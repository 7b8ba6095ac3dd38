//! Conversions between the devices' packed color strings and HSB.
//!
//! Two wire encodings exist in the field:
//!
//! - `HSB`: `hhhhssssbbbb`, hue 0-360 with saturation and brightness on a
//!   0-1000 scale.
//! - `HSBHEX`: `rrggbbhhhhssbb`, an RGB prefix followed by hue and 0-255
//!   saturation/brightness. The prefix is ignored when reading and
//!   recomputed from the HSB triple when writing.

use std::fmt::Write as _;

/// Normalized color: hue 0-359, saturation and brightness 0-100.
#[derive(Debug, Clone, Copy, PartialEq, Eq)]
pub struct Hsb {
    pub h: u16,
    pub s: u16,
    pub b: u16,
}

impl Hsb {
    /// White at full brightness, used when a wire value cannot be read.
    pub const DEFAULT: Self = Self { h: 0, s: 0, b: 100 };

    pub fn component(&self, c: ColorComponent) -> u16 {
        match c {
            ColorComponent::H => self.h,
            ColorComponent::S => self.s,
            ColorComponent::B => self.b,
        }
    }

    fn set_component(&mut self, c: ColorComponent, value: u16) {
        match c {
            ColorComponent::H => self.h = value.min(360),
            ColorComponent::S => self.s = value.min(100),
            ColorComponent::B => self.b = value.min(100),
        }
    }

    /// Apply a comma separated command such as `"120,50"` to the listed
    /// components. Returns `false` if any value fails to parse; in that
    /// case nothing is changed.
    pub fn apply_components(&mut self, components: &[ColorComponent], command: &str) -> bool {
        let values: Option<Vec<u16>> = command
            .split(',')
            .map(|v| v.trim().parse::<f64>().ok().filter(|v| v.is_finite() && *v >= 0.0))
            .map(|v| v.map(|v| v.round() as u16))
            .collect();
        match values {
            Some(values) if values.len() == components.len() => {
                for (c, v) in components.iter().zip(values) {
                    self.set_component(*c, v);
                }
                true
            }
            _ => false,
        }
    }
}

#[derive(Debug, Clone, Copy, PartialEq, Eq, Hash)]
pub enum ColorComponent {
    H,
    S,
    B,
}

impl ColorComponent {
    /// Parse a components list such as `"h,s"`.
    pub fn parse_list(list: &str) -> Option<Vec<Self>> {
        list.split(',')
            .map(|c| match c.trim() {
                "h" => Some(Self::H),
                "s" => Some(Self::S),
                "b" => Some(Self::B),
                _ => None,
            })
            .collect::<Option<Vec<_>>>()
            .filter(|l| !l.is_empty())
    }
}

#[derive(Debug, Clone, Copy, PartialEq, Eq)]
pub enum ColorFormat {
    Hsb,
    HsbHex,
}

impl ColorFormat {
    pub fn parse(raw: &str) -> Option<Self> {
        match raw.to_ascii_lowercase().as_str() {
            "hsb" => Some(Self::Hsb),
            "hsbhex" => Some(Self::HsbHex),
            _ => None,
        }
    }

    /// Guess the encoding from a sample value. Bulbs with the 1-5 DPS layout
    /// default to `HSBHEX`, the 20-24 layout defaults to `HSB`.
    pub fn probe(sample: Option<&str>, legacy_layout: bool) -> Self {
        let len = sample.map_or(0, str::len);
        if legacy_layout {
            if len == 12 { Self::Hsb } else { Self::HsbHex }
        } else if len == 14 {
            Self::HsbHex
        } else {
            Self::Hsb
        }
    }

    pub fn decode(self, raw: Option<&str>) -> Hsb {
        let parsed = match self {
            Self::Hsb => raw.and_then(decode_hsb),
            Self::HsbHex => raw.and_then(decode_hsbhex),
        };
        parsed.unwrap_or(Hsb::DEFAULT)
    }

    pub fn encode(self, color: Hsb) -> String {
        match self {
            Self::Hsb => format!(
                "{:04x}{:04x}{:04x}",
                color.h,
                10 * u32::from(color.s),
                10 * u32::from(color.b)
            ),
            Self::HsbHex => {
                let mut out = rgb_hex(color);
                let _ = write!(
                    out,
                    "{:04x}{:02x}{:02x}",
                    color.h,
                    scale_255(color.s),
                    scale_255(color.b)
                );
                out
            }
        }
    }
}

fn hex_field(raw: &str, range: std::ops::Range<usize>) -> Option<u16> {
    u16::from_str_radix(raw.get(range)?, 16).ok()
}

fn decode_hsb(raw: &str) -> Option<Hsb> {
    if raw.len() != 12 {
        return None;
    }
    let (h, s, b) = (
        hex_field(raw, 0..4)?,
        hex_field(raw, 4..8)?,
        hex_field(raw, 8..12)?,
    );
    if h > 360 || s > 1000 || b > 1000 {
        return None;
    }
    Some(Hsb {
        h,
        s: (f64::from(s) / 10.0).round() as u16,
        b: (f64::from(b) / 10.0).round() as u16,
    })
}

fn decode_hsbhex(raw: &str) -> Option<Hsb> {
    if raw.len() != 14 {
        return None;
    }
    let h = hex_field(raw, 6..10)?;
    if h > 360 {
        return None;
    }
    Some(Hsb {
        h,
        s: (f64::from(hex_field(raw, 10..12)?) / 2.55).round() as u16,
        b: (f64::from(hex_field(raw, 12..14)?) / 2.55).round() as u16,
    })
}

fn scale_255(v: u16) -> u16 {
    (2.55 * f64::from(v)).round() as u16
}

/// Standard HSV to RGB, as six-character lowercase hex.
fn rgb_hex(color: Hsb) -> String {
    let h = f64::from(color.h) / 60.0;
    let s = f64::from(color.s) / 100.0;
    let v = f64::from(color.b) * 2.55;

    let sector = h.floor();
    let f = h - sector;
    let p = v * (1.0 - s);
    let q = v * (1.0 - s * f);
    let t = v * (1.0 - s * (1.0 - f));

    let (r, g, b) = match (sector as u32) % 6 {
        0 => (v, t, p),
        1 => (q, v, p),
        2 => (p, v, t),
        3 => (p, q, v),
        4 => (t, p, v),
        _ => (v, p, q),
    };
    format!(
        "{:02x}{:02x}{:02x}",
        r.round() as u8,
        g.round() as u8,
        b.round() as u8
    )
}

#[cfg(test)]
mod tests {
    use super::*;

    fn hsb(h: u16, s: u16, b: u16) -> Hsb {
        Hsb { h, s, b }
    }

    #[test]
    fn hsb_encoding() {
        assert_eq!(ColorFormat::Hsb.encode(hsb(120, 50, 100)), "007801f403e8");
        assert_eq!(ColorFormat::Hsb.decode(Some("007801f403e8")), hsb(120, 50, 100));
    }

    #[test]
    fn hsbhex_rgb_prefix_fixtures() {
        assert_eq!(ColorFormat::HsbHex.encode(hsb(0, 100, 100)), "ff00000000ffff");
        assert_eq!(&ColorFormat::HsbHex.encode(hsb(120, 100, 100))[..6], "00ff00");
        assert_eq!(&ColorFormat::HsbHex.encode(hsb(240, 100, 100))[..6], "0000ff");
        assert_eq!(&ColorFormat::HsbHex.encode(hsb(0, 0, 100))[..6], "ffffff");
        assert_eq!(&ColorFormat::HsbHex.encode(hsb(200, 40, 0))[..6], "000000");
    }

    #[test]
    fn round_trips_every_triple() {
        for h in (0..360).step_by(7) {
            for s in (0..=100).step_by(3) {
                for b in (0..=100).step_by(5) {
                    let c = hsb(h, s, b);
                    let via_hsb = ColorFormat::Hsb.decode(Some(&ColorFormat::Hsb.encode(c)));
                    assert_eq!(via_hsb, c);
                    let encoded = ColorFormat::HsbHex.encode(c);
                    assert_eq!(encoded.len(), 14);
                    assert_eq!(ColorFormat::HsbHex.decode(Some(&encoded)), c);
                }
            }
        }
    }

    #[test]
    fn malformed_values_decode_to_white() {
        assert_eq!(ColorFormat::Hsb.decode(None), Hsb::DEFAULT);
        assert_eq!(ColorFormat::Hsb.decode(Some("zzzz")), Hsb::DEFAULT);
        assert_eq!(ColorFormat::HsbHex.decode(Some("ff0000zzzz1234")), Hsb::DEFAULT);
        assert_eq!(ColorFormat::HsbHex.decode(None), Hsb::DEFAULT);
    }

    #[test]
    fn out_of_range_fields_decode_to_white() {
        let c = ColorFormat::Hsb.decode(Some("0000ffffffff"));
        assert_eq!(c, Hsb::DEFAULT);
        assert_eq!(ColorFormat::Hsb.decode(Some("0fff01f403e8")), Hsb::DEFAULT);
        assert_eq!(ColorFormat::HsbHex.decode(Some("ff00000fff6464")), Hsb::DEFAULT);

        let mut c = c;
        assert!(c.apply_components(&[ColorComponent::B], "50"));
        assert_eq!(ColorFormat::Hsb.encode(c), "0000000001f4");
    }

    #[test]
    fn probes_encoding_by_length() {
        assert_eq!(ColorFormat::probe(Some("007801f403e8"), true), ColorFormat::Hsb);
        assert_eq!(ColorFormat::probe(Some("ff00000000ffff"), true), ColorFormat::HsbHex);
        assert_eq!(ColorFormat::probe(None, true), ColorFormat::HsbHex);
        assert_eq!(ColorFormat::probe(Some("ff00000000ffff"), false), ColorFormat::HsbHex);
        assert_eq!(ColorFormat::probe(None, false), ColorFormat::Hsb);
    }

    #[test]
    fn component_commands() {
        let mut c = hsb(10, 20, 30);
        assert!(c.apply_components(&[ColorComponent::H, ColorComponent::S], "200,75.4"));
        assert_eq!(c, hsb(200, 75, 30));
        assert!(!c.apply_components(&[ColorComponent::B], "bright"));
        assert!(!c.apply_components(&[ColorComponent::H, ColorComponent::S], "5"));
        assert_eq!(c, hsb(200, 75, 30));
        assert_eq!(ColorComponent::parse_list("h,s,b").unwrap().len(), 3);
        assert!(ColorComponent::parse_list("h,x").is_none());
    }
}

▸ **What you will do**
Repeat the lines from the first one in the records through the line containing "triple when writing.", exactly as written, and nothing else.

▸ **Solution**
repository 7b8ba6095ac3dd38
//! Conversions between the devices' packed color strings and HSB.
//!
//! Two wire encodings exist in the field:
//!
//! - `HSB`: `hhhhssssbbbb`, hue 0-360 with saturation and brightness on a
//!   0-1000 scale.
//! - `HSBHEX`: `rrggbbhhhhssbb`, an RGB prefix followed by hue and 0-255
//!   saturation/brightness. The prefix is ignored when reading and
//!   recomputed from the HSB triple when writing.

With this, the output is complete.